One night when she had left him he lay staring at the fire, faced the situation and wondered if she saw where she was drifting? Possibly—possibly not; she was acting instinctively, from habit. To her (he was sure) a man was a creature to flirt with; an unsubtle attempt to arouse his desire was the only way she knew of carrying on a conversation.... Now that she was woman again—not merely bewildered misery and empty stomach—she had slipped back inevitably to the little giggling allurements of her factory days, to the habits bred in her bone.... With the result?... He put the thought from him, turned over, dog-weary, and slept.
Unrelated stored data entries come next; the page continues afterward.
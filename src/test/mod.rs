// Test support
//
//  Copyright (C) 2014-2021 Ryan Specialty Group, LLC.
//
//  This file is part of doxymd.
//
//  This program is free software: you can redistribute it and/or modify
//  it under the terms of the GNU General Public License as published by
//  the Free Software Foundation, either version 3 of the License, or
//  (at your option) any later version.
//
//  This program is distributed in the hope that it will be useful,
//  but WITHOUT ANY WARRANTY; without even the implied warranty of
//  MERCHANTABILITY or FITNESS FOR A PARTICULAR PURPOSE.  See the
//  GNU General Public License for more details.
//
//  You should have received a copy of the GNU General Public License
//  along with this program.  If not, see <http://www.gnu.org/licenses/>.

//! Fixtures shared by unit tests.
//!
//! [`Fixture`] produces the XML of a compound file of the shape Doxygen
//!   writes,
//!     so that tests of later phases can describe their input tersely
//!     while still exercising the builders.

use crate::{
    config::PermalinkPolicy,
    diagnose::BufferReporter,
    document::Document,
    model::RawGraph,
    resolve::LinkedGraph,
    xml::parse_str,
};

/// Compound file under construction.
#[derive(Debug, Clone)]
pub struct Fixture {
    id: String,
    kind: String,
    name: String,
    title: Option<String>,
    children: Vec<String>,
    detailed: Option<String>,
    file: Option<String>,
}

/// New compound fixture.
pub fn compound(id: &str, kind: &str, name: &str) -> Fixture {
    Fixture {
        id: id.into(),
        kind: kind.into(),
        name: name.into(),
        title: None,
        children: Vec::new(),
        detailed: None,
        file: None,
    }
}

impl Fixture {
    pub fn title(mut self, title: &str) -> Self {
        self.title = Some(title.into());
        self
    }

    pub fn base(self, refid: &str) -> Self {
        self.related("basecompoundref", refid)
    }

    pub fn derived(self, refid: &str) -> Self {
        self.related("derivedcompoundref", refid)
    }

    /// Reference to an inner compound using the element `tag`
    ///   (e.g. `innernamespace`).
    pub fn inner(mut self, tag: &str, refid: &str) -> Self {
        self.children
            .push(format!(r#"<{tag} refid="{refid}">{refid}</{tag}>"#));
        self
    }

    /// Content of `detaileddescription`.
    pub fn detailed(mut self, xml: &str) -> Self {
        self.detailed = Some(xml.into());
        self
    }

    pub fn located(mut self, file: &str) -> Self {
        self.file = Some(file.into());
        self
    }

    fn related(mut self, tag: &str, refid: &str) -> Self {
        const ATTRS: &str = r#"prot="public" virt="non-virtual""#;

        self.children
            .push(format!(r#"<{tag} refid="{refid}" {ATTRS}>{refid}</{tag}>"#));
        self
    }

    /// XML of the compound file.
    pub fn xml(&self) -> String {
        let title = self
            .title
            .as_ref()
            .map(|t| format!("<title>{}</title>", escape(t)))
            .unwrap_or_default();
        let location = self
            .file
            .as_ref()
            .map(|f| format!(r#"<location file="{f}"/>"#))
            .unwrap_or_default();

        format!(
            r#"<?xml version='1.0' encoding='UTF-8' standalone='no'?>
<doxygen version="1.9.8" xml:lang="en-US">
  <compounddef id="{id}" kind="{kind}">
    <compoundname>{name}</compoundname>
    {title}
    {children}
    <briefdescription></briefdescription>
    <detaileddescription>{detailed}</detaileddescription>
    {location}
  </compounddef>
</doxygen>"#,
            id = self.id,
            kind = self.kind,
            name = escape(&self.name),
            children = self.children.join("\n    "),
            detailed = self.detailed.as_deref().unwrap_or_default(),
        )
    }
}

fn escape(text: &str) -> String {
    text.replace('&', "&amp;")
        .replace('<', "&lt;")
        .replace('>', "&gt;")
}

pub fn document(fixtures: &[Fixture]) -> Document {
    let roots: Vec<_> = fixtures
        .iter()
        .map(|fixture| parse_str(&fixture.xml()).unwrap())
        .collect();

    Document::assemble(&roots).unwrap()
}

/// Wrap `fixtures` with the default permalink policy.
pub fn raw(fixtures: &[Fixture], reporter: &mut BufferReporter) -> RawGraph {
    RawGraph::wrap(document(fixtures), &PermalinkPolicy::default(), reporter)
}

/// Wrap and resolve `fixtures`,
///   returning the graph along with all reported diagnostics.
pub fn linked(fixtures: &[Fixture]) -> (LinkedGraph, BufferReporter) {
    let mut reporter = BufferReporter::new();
    let wrapped = raw(fixtures, &mut reporter);
    let graph = LinkedGraph::resolve(wrapped, &mut reporter);

    (graph, reporter)
}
So soon as the next night he saw the result as inevitable; the outcome of life reduced to mere animal living, of nearness, isolation and the daily consciousness of sex. If they stayed together—and how should they not stay together?—it was only a question of time, of weeks at the furthest, of days or it might be hours.... He raised himself to peer through the night at the log-hut that hid and sheltered Ada, wondering if she also were awake. If so, of a certainty, her thoughts were of him; and perhaps she knew likewise that it was only a question of time. Perhaps—and perhaps she just drifted, following her instincts.... He found himself wondering what she would say if she opened her eyes to find him standing at the entrance to her hut, to see him bending over her ... now?